## Work request
What lines of the material hold the string "before"? Pull each of them out.

## Extracted information
//! WEEKLY and BIWEEKLY period windows.
//!
//! Weekly windows start on the most recent occurrence of the plan's start
//! weekday. Biweekly windows are aligned to an anchor date so that the same
//! 14-day boundaries come out regardless of which "today" is queried. Plans
//! without an explicit anchor share the fixed epoch [`biweekly_epoch`].

use chrono::{Duration, NaiveDate, Weekday};

use crate::error::{EngineError, EngineResult};
use crate::models::{AuditStep, DayOfWeek};

use super::date_math::{add_days, most_recent_weekday};
use super::window::{PeriodWindow, PeriodWindowResult};

/// Days in a WEEKLY window.
pub const WEEKLY_PERIOD_DAYS: u64 = 7;

/// Days in a BIWEEKLY window.
pub const BIWEEKLY_PERIOD_DAYS: u64 = 14;

/// The fixed BIWEEKLY alignment epoch: Monday 1970-01-05.
pub fn biweekly_epoch() -> EngineResult<NaiveDate> {
    NaiveDate::from_ymd_opt(1970, 1, 5).ok_or_else(|| EngineError::CalculationError {
        message: "biweekly epoch is not a valid date".to_string(),
    })
}

/// Resolves the anchor date for a BIWEEKLY plan.
///
/// An explicit anchor wins. Otherwise the anchor is the first `weekday` on or
/// after [`biweekly_epoch`], so every plan starting on the same weekday shares
/// the same boundaries.
///
/// # Example
///
/// ```
/// use pay_cycle_engine::calendar::resolve_biweekly_anchor;
/// use chrono::{NaiveDate, Weekday};
///
/// let anchor = resolve_biweekly_anchor(Weekday::Fri, None).unwrap();
/// assert_eq!(anchor, NaiveDate::from_ymd_opt(1970, 1, 9).unwrap());
/// ```
pub fn resolve_biweekly_anchor(
    weekday: Weekday,
    anchor_date: Option<NaiveDate>,
) -> EngineResult<NaiveDate> {
    match anchor_date {
        Some(anchor) => Ok(anchor),
        None => add_days(
            biweekly_epoch()?,
            u64::from(weekday.num_days_from_monday()),
        ),
    }
}

/// Finds the WEEKLY window containing `date`.
///
/// # Example
///
/// ```
/// use pay_cycle_engine::calendar::weekly_window;
/// use chrono::{NaiveDate, Weekday};
///
/// // 2026-01-14 is a Wednesday
/// let today = NaiveDate::from_ymd_opt(2026, 1, 14).unwrap();
/// let result = weekly_window(today, Weekday::Mon, 1).unwrap();
///
/// assert_eq!(result.window.start, NaiveDate::from_ymd_opt(2026, 1, 12).unwrap());
/// assert_eq!(result.window.end, NaiveDate::from_ymd_opt(2026, 1, 18).unwrap());
/// ```
pub fn weekly_window(
    date: NaiveDate,
    weekday: Weekday,
    step_number: u32,
) -> EngineResult<PeriodWindowResult> {
    let start = most_recent_weekday(date, weekday)?;
    let end = add_days(start, WEEKLY_PERIOD_DAYS - 1)?;
    let window = PeriodWindow { start, end };

    let audit_step = AuditStep {
        step_number,
        rule_id: "weekly_window".to_string(),
        rule_name: "Weekly Period Window".to_string(),
        input: serde_json::json!({
            "date": date.to_string(),
            "period_start_day_of_week": DayOfWeek::from(weekday).to_string(),
        }),
        output: serde_json::json!({
            "period_start": start.to_string(),
            "period_end": end.to_string(),
        }),
        reasoning: format!(
            "Most recent {} on or before {} is {}; period runs {} to {}",
            DayOfWeek::from(weekday),
            date,
            start,
            start,
            end
        ),
    };

    Ok(PeriodWindowResult { window, audit_step })
}

/// Finds the BIWEEKLY window containing `date`, aligned to `anchor`.
///
/// Window starts are `anchor + 14k` days for integer `k`, including negative
/// `k` for dates before the anchor.
///
/// # Example
///
/// ```
/// use pay_cycle_engine::calendar::biweekly_window;
/// use chrono::NaiveDate;
///
/// let anchor = NaiveDate::from_ymd_opt(2026, 1, 5).unwrap();
/// let today = NaiveDate::from_ymd_opt(2026, 1, 20).unwrap();
/// let result = biweekly_window(today, anchor, 1).unwrap();
///
/// assert_eq!(result.window.start, NaiveDate::from_ymd_opt(2026, 1, 19).unwrap());
/// assert_eq!(result.window.end, NaiveDate::from_ymd_opt(2026, 2, 1).unwrap());
/// ```
pub fn biweekly_window(
    date: NaiveDate,
    anchor: NaiveDate,
    step_number: u32,
) -> EngineResult<PeriodWindowResult> {
    let period_days = BIWEEKLY_PERIOD_DAYS as i64;
    let periods_from_anchor = (date - anchor).num_days().div_euclid(period_days);
    let start = anchor
        .checked_add_signed(Duration::days(periods_from_anchor * period_days))
        .ok_or_else(|| EngineError::CalculationError {
            message: format!("biweekly window for {} is out of range", date),
        })?;
    let end = add_days(start, BIWEEKLY_PERIOD_DAYS - 1)?;
    let window = PeriodWindow { start, end };

    let audit_step = AuditStep {
        step_number,
        rule_id: "biweekly_window".to_string(),
        rule_name: "Biweekly Period Window".to_string(),
        input: serde_json::json!({
            "date": date.to_string(),
            "anchor_date": anchor.to_string(),
        }),
        output: serde_json::json!({
            "period_start": start.to_string(),
            "period_end": end.to_string(),
            "periods_from_anchor": periods_from_anchor,
        }),
        reasoning: format!(
            "{} is {} biweekly period(s) from anchor {}; period runs {} to {}",
            date, periods_from_anchor, anchor, start, end
        ),
    };

    Ok(PeriodWindowResult { window, audit_step })
}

## Solution for this problem
            "Most recent {} on or before {} is {}; period runs {} to {}",
/// `k` for dates before the anchor.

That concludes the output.